Mungiu gives them time to settle in first. The older Gheorghiu kids, teenagers Elia and Emmanuel, bond with the smitten Nora, daughter of their next door neighbour who is – you guessed it – Mats. His wife Mia is a former lawyer who now cares for Mat’s father Ake, who is recovering from a stroke. Set pieces display wholesome Nordic hospitality. The consternation that arises when, say, Mihai and Lisbet punish their children by refusing to let them attend Nora’s birthday could just be the teething pains of people adjusting to each other’s values.

It is a treat to be in the hands of a director with such skill for image-making. Mungiu’s collaborator since Graduation (2016), DoP Tudor Vladimir Panduru (who also shot the brilliant Iraq-set The President’s Cake), maintains a distance from the action to better show how characters appear within the bigger picture. Lisbet’s new job at a nursing home requires her to be on call for the dead and the dying. In a bittersweet existential tableau that evokes the work of Roy Andersson, she stands in the background, inscrutable behind owlish glasses, while considering how to approach what looms in the foreground: a substantial and nude fresh corpse.
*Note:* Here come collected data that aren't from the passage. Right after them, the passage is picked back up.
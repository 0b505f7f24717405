//! [`CalibrationProfile`] – the physical constants of one platform.
//!
//! A profile is loaded once (see the `[calibration]` table of the CLI
//! configuration), wrapped in an `Arc`, and shared read-only by the transform
//! engine, the tracker, the command gate and the mission state machine for
//! the lifetime of a mission.  Every field has a serde default so a partial
//! TOML table is always a valid profile.

use std::collections::BTreeSet;

use serde::{Deserialize, Serialize};

use crate::AgriError;

/// How the pixel-to-length ratio is chosen for a detection.
#[derive(Debug, Clone, Copy, PartialEq, Eq, Default, Serialize, Deserialize)]
#[serde(rename_all = "lowercase")]
pub enum ZoneMode {
    /// Always use the centre ratio.
    #[default]
    Single,
    /// Pick the near/centre/far ratio by which third of the image the row
    /// falls in.
    Discrete,
    /// Blend linearly from far (top row) through centre (middle row) to near
    /// (bottom row).
    Interpolated,
}

/// Image band used by [`ZoneMode::Discrete`].
#[derive(Debug, Clone, Copy, PartialEq, Eq, Serialize, Deserialize)]
#[serde(rename_all = "lowercase")]
pub enum Zone {
    Near,
    Center,
    Far,
}

/// Centimetres per pixel for the three distance zones of an angled camera.
#[derive(Debug, Clone, Copy, PartialEq, Serialize, Deserialize)]
pub struct ZoneRatios {
    pub near: f32,
    pub center: f32,
    pub far: f32,
}

impl ZoneRatios {
    pub fn uniform(ratio: f32) -> Self {
        Self {
            near: ratio,
            center: ratio,
            far: ratio,
        }
    }

    pub fn get(&self, zone: Zone) -> f32 {
        match zone {
            Zone::Near => self.near,
            Zone::Center => self.center,
            Zone::Far => self.far,
        }
    }
}

impl Default for ZoneRatios {
    fn default() -> Self {
        Self::uniform(0.05)
    }
}

/// Arm positioning strategy.
#[derive(Debug, Clone, Copy, PartialEq, Eq, Default, Serialize, Deserialize)]
#[serde(rename_all = "snake_case")]
pub enum ControlMode {
    /// `ACT:Z_OUT` / `ACT:Z_IN` sized by the calibrated arm speed.
    #[default]
    Timed,
    /// `Z_MOVE` / `Z_HOME` driven by the encoder feedback loop.
    ClosedLoop,
}

/// What the mission does when the arm cannot reach a target.
#[derive(Debug, Clone, Copy, PartialEq, Eq, Default, Serialize, Deserialize)]
#[serde(rename_all = "lowercase")]
pub enum UnreachablePolicy {
    /// Stop everything and report, like any other failure.
    #[default]
    Alert,
    /// Retract, drop the target from consideration and keep searching.
    Skip,
    /// Clamp the extension to the arm's travel limit and treat there.
    Nearest,
}

/// Where the fixed sensor-to-actuator offset is absorbed.
#[derive(Debug, Clone, Copy, PartialEq, Eq, Default, Serialize, Deserialize)]
#[serde(rename_all = "lowercase")]
pub enum CompensationMode {
    /// The platform travels forward by the offset before extending; the
    /// extension covers the full measured distance.
    #[default]
    Travel,
    /// The platform stays put; the offset is subtracted from the extension.
    Reach,
}

/// Set of detector class labels that count as treatment targets.
#[derive(Debug, Clone, PartialEq, Eq, Serialize, Deserialize)]
#[serde(transparent)]
pub struct TargetClasses(BTreeSet<String>);

impl TargetClasses {
    pub fn new<I, S>(classes: I) -> Self
    where
        I: IntoIterator<Item = S>,
        S: Into<String>,
    {
        Self(classes.into_iter().map(Into::into).collect())
    }

    /// Case-insensitive membership test.
    pub fn contains(&self, label: &str) -> bool {
        self.0.iter().any(|c| c.eq_ignore_ascii_case(label))
    }

    pub fn insert(&mut self, label: impl Into<String>) -> bool {
        self.0.insert(label.into())
    }

    pub fn remove(&mut self, label: &str) -> bool {
        self.0.remove(label)
    }

    pub fn iter(&self) -> impl Iterator<Item = &str> {
        self.0.iter().map(String::as_str)
    }
}

impl Default for TargetClasses {
    fn default() -> Self {
        Self::new(["weed"])
    }
}

/// Physical constants of the platform.
///
/// Lengths are centimetres, speeds centimetres per second, durations
/// seconds, image measurements pixels.
#[derive(Debug, Clone, PartialEq, Serialize, Deserialize)]
#[serde(default)]
pub struct CalibrationProfile {
    // ── Camera ──────────────────────────────────────────────────────────
    pub image_width: u32,
    pub image_height: u32,
    pub pixel_ratios: ZoneRatios,
    pub zone_mode: ZoneMode,

    // ── Geometry & speeds ───────────────────────────────────────────────
    /// Distance between the camera's sensing edge and the arm's mount point.
    pub sensor_offset_cm: f32,
    pub arm_speed_cm_s: f32,
    pub wheel_speed_cm_s: f32,
    pub compensation: CompensationMode,

    // ── Limits ──────────────────────────────────────────────────────────
    pub arm_travel_limit_cm: f32,
    pub arm_home_cm: f32,
    pub max_extend_s: f32,
    pub max_travel_s: f32,
    /// Extra retraction time so the arm always bottoms out at home.
    pub retract_buffer_s: f32,

    // ── Arm control ─────────────────────────────────────────────────────
    pub arm_control: ControlMode,
    pub closed_loop_tolerance_mm: f32,
    pub closed_loop_timeout_s: f32,
    pub pulses_per_cm: f32,
    pub on_unreachable: UnreachablePolicy,

    // ── Alignment & treatment ───────────────────────────────────────────
    pub alignment_tolerance_px: f32,
    pub alignment_retries: u32,
    pub spray_s: f32,

    // ── Tracking ────────────────────────────────────────────────────────
    pub target_classes: TargetClasses,
    pub min_confidence: f32,
    /// Targets whose horizontal offset is below this are considered passed.
    pub min_forward_px: f32,
    pub max_frames_missing: u32,

    // ── Obstacle arbiter ────────────────────────────────────────────────
    pub obstacle_threshold_cm: f32,
    pub arbiter_period_ms: u64,
    pub backup_s: f32,
    pub turn_s: f32,
}

impl Default for CalibrationProfile {
    fn default() -> Self {
        Self {
            image_width: 640,
            image_height: 480,
            pixel_ratios: ZoneRatios::default(),
            zone_mode: ZoneMode::default(),
            sensor_offset_cm: 8.5,
            arm_speed_cm_s: 2.17,
            wheel_speed_cm_s: 10.0,
            compensation: CompensationMode::default(),
            arm_travel_limit_cm: 15.5,
            arm_home_cm: 0.0,
            max_extend_s: 7.5,
            max_travel_s: 5.0,
            retract_buffer_s: 0.5,
            arm_control: ControlMode::default(),
            closed_loop_tolerance_mm: 2.0,
            closed_loop_timeout_s: 10.0,
            pulses_per_cm: 20.0,
            on_unreachable: UnreachablePolicy::default(),
            alignment_tolerance_px: 30.0,
            alignment_retries: 2,
            spray_s: 2.0,
            target_classes: TargetClasses::default(),
            min_confidence: 0.5,
            min_forward_px: -30.0,
            max_frames_missing: 15,
            obstacle_threshold_cm: 30.0,
            arbiter_period_ms: 100,
            backup_s: 0.3,
            turn_s: 0.5,
        }
    }
}

impl CalibrationProfile {
    /// Horizontal image centre in pixels.
    pub fn center_x(&self) -> f32 {
        self.image_width as f32 / 2.0
    }

    /// Vertical image centre in pixels.
    pub fn center_y(&self) -> f32 {
        self.image_height as f32 / 2.0
    }

    /// Reject profiles that would make the transform engine divide by zero
    /// or produce negative lengths.
    pub fn validate(&self) -> Result<(), AgriError> {
        let positive = [
            ("pixel_ratios.near", self.pixel_ratios.near),
            ("pixel_ratios.center", self.pixel_ratios.center),
            ("pixel_ratios.far", self.pixel_ratios.far),
            ("arm_speed_cm_s", self.arm_speed_cm_s),
            ("wheel_speed_cm_s", self.wheel_speed_cm_s),
            ("arm_travel_limit_cm", self.arm_travel_limit_cm),
            ("max_extend_s", self.max_extend_s),
            ("max_travel_s", self.max_travel_s),
            ("closed_loop_timeout_s", self.closed_loop_timeout_s),
            ("pulses_per_cm", self.pulses_per_cm),
            ("obstacle_threshold_cm", self.obstacle_threshold_cm),
        ];
        for (name, value) in positive {
            if !(value.is_finite() && value > 0.0) {
                return Err(AgriError::Config(format!("{name} must be > 0 (got {value})")));
            }
        }
        let non_negative = [
            ("sensor_offset_cm", self.sensor_offset_cm),
            ("retract_buffer_s", self.retract_buffer_s),
            ("closed_loop_tolerance_mm", self.closed_loop_tolerance_mm),
            ("alignment_tolerance_px", self.alignment_tolerance_px),
            ("spray_s", self.spray_s),
            ("backup_s", self.backup_s),
            ("turn_s", self.turn_s),
        ];
        for (name, value) in non_negative {
            if !(value.is_finite() && value >= 0.0) {
                return Err(AgriError::Config(format!("{name} must be >= 0 (got {value})")));
            }
        }
        if self.image_width == 0 || self.image_height == 0 {
            return Err(AgriError::Config("image dimensions must be non-zero".into()));
        }
        if !(0.0..=self.arm_travel_limit_cm).contains(&self.arm_home_cm) {
            return Err(AgriError::Config(format!(
                "arm_home_cm {} outside [0, {}]",
                self.arm_home_cm, self.arm_travel_limit_cm
            )));
        }
        if self.arbiter_period_ms == 0 {
            return Err(AgriError::Config("arbiter_period_ms must be > 0".into()));
        }
        Ok(())
    }
}

#[cfg(test)]
mod tests {
    use super::*;

    #[test]
    fn defaults_are_valid() {
        let profile = CalibrationProfile::default();
        profile.validate().unwrap();
        assert!((profile.center_x() - 320.0).abs() < f32::EPSILON);
        assert!((profile.center_y() - 240.0).abs() < f32::EPSILON);
    }

    #[test]
    fn partial_toml_fills_defaults() {
        let profile: CalibrationProfile = toml::from_str(
            r#"
            arm_speed_cm_s = 3.0
            zone_mode = "interpolated"
            arm_control = "closed_loop"
            on_unreachable = "skip"
            target_classes = ["weed", "thistle"]

            [pixel_ratios]
            near = 0.06
            center = 0.05
            far = 0.04
            "#,
        )
        .unwrap();
        assert!((profile.arm_speed_cm_s - 3.0).abs() < f32::EPSILON);
        assert_eq!(profile.zone_mode, ZoneMode::Interpolated);
        assert_eq!(profile.arm_control, ControlMode::ClosedLoop);
        assert_eq!(profile.on_unreachable, UnreachablePolicy::Skip);
        assert!(profile.target_classes.contains("Thistle"));
        assert!((profile.pixel_ratios.get(Zone::Far) - 0.04).abs() < f32::EPSILON);
        assert!((profile.sensor_offset_cm - 8.5).abs() < f32::EPSILON);
    }

    #[test]
    fn validate_rejects_zero_speed() {
        let profile = CalibrationProfile {
            arm_speed_cm_s: 0.0,
            ..Default::default()
        };
        let err = profile.validate().unwrap_err();
        assert!(matches!(err, AgriError::Config(ref m) if m.contains("arm_speed_cm_s")));
    }

    #[test]
    fn validate_rejects_home_outside_travel() {
        let profile = CalibrationProfile {
            arm_home_cm: 20.0,
            ..Default::default()
        };
        assert!(profile.validate().is_err());
    }

    #[test]
    fn target_classes_are_mutable_at_runtime() {
        let mut classes = TargetClasses::default();
        assert!(classes.contains("WEED"));
        assert!(!classes.contains("crop"));
        classes.insert("crop");
        assert!(classes.contains("crop"));
        classes.remove("weed");
        assert!(!classes.contains("weed"));
        assert_eq!(classes.iter().collect::<Vec<_>>(), vec!["crop"]);
    }
}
But the images take precedence over the creation of multi-dimensional characters. Elia and Emmanuel talk like they’re in a Yorgos Lanthimos film, speaking in a deadpan drained of emotional affect. This dialogue is played for comic beats when the devout teenagers defend their religious principles. “My god, you’re sexy,” Nora tells Elia. “You better not mention God in this context,” Elia returns without feeling.

Elia’s feelings are, ostensibly, the heart of the drama, as Frida’s observation that she has two bruises on her body leads to all five children being taken away from Mihai and Lisbet with lightning speed, with a civil and criminal trial to follow. After this unfolds, it feels like Mungiu is mounting an inverted production of The Crucible and it’s unclear whether the Gheorghius are being judged for suspected child abuse, for not letting their children watch YouTube or whether the local legislature believes that one is the same as the other.

The film avoids defining what constitutes physical abuse and despite regular back and forths on whether spanking a child counts, Mungiu is not really curious on this front, as he ushers the very people who could resolve this off stage: the children themselves. He is far more motivated by the chance to vilify the ghouls working for the CPS – they have more in common with the Child Catcher in Chitty Chitty Bang Bang (1968) than with caring professionals. The most realised character and – perhaps – Mungiu’s avatar is Mia, who returns to the legal field out of her belief that no minority is wrong enough to be stripped of their rights. Reinsve, known for her emotional luminosity on screen, strikes a different note here in an impassive performance that keeps Lisbet somewhat of a mystery. By not endowing either her or Mihai with engaging traits, Mungiu drains Fjord down to basic principles. However, he weakens the impact of his moral play by treating his targets the same way they treat the Gheorghius: building a case against them based on a dehumanising characterisation.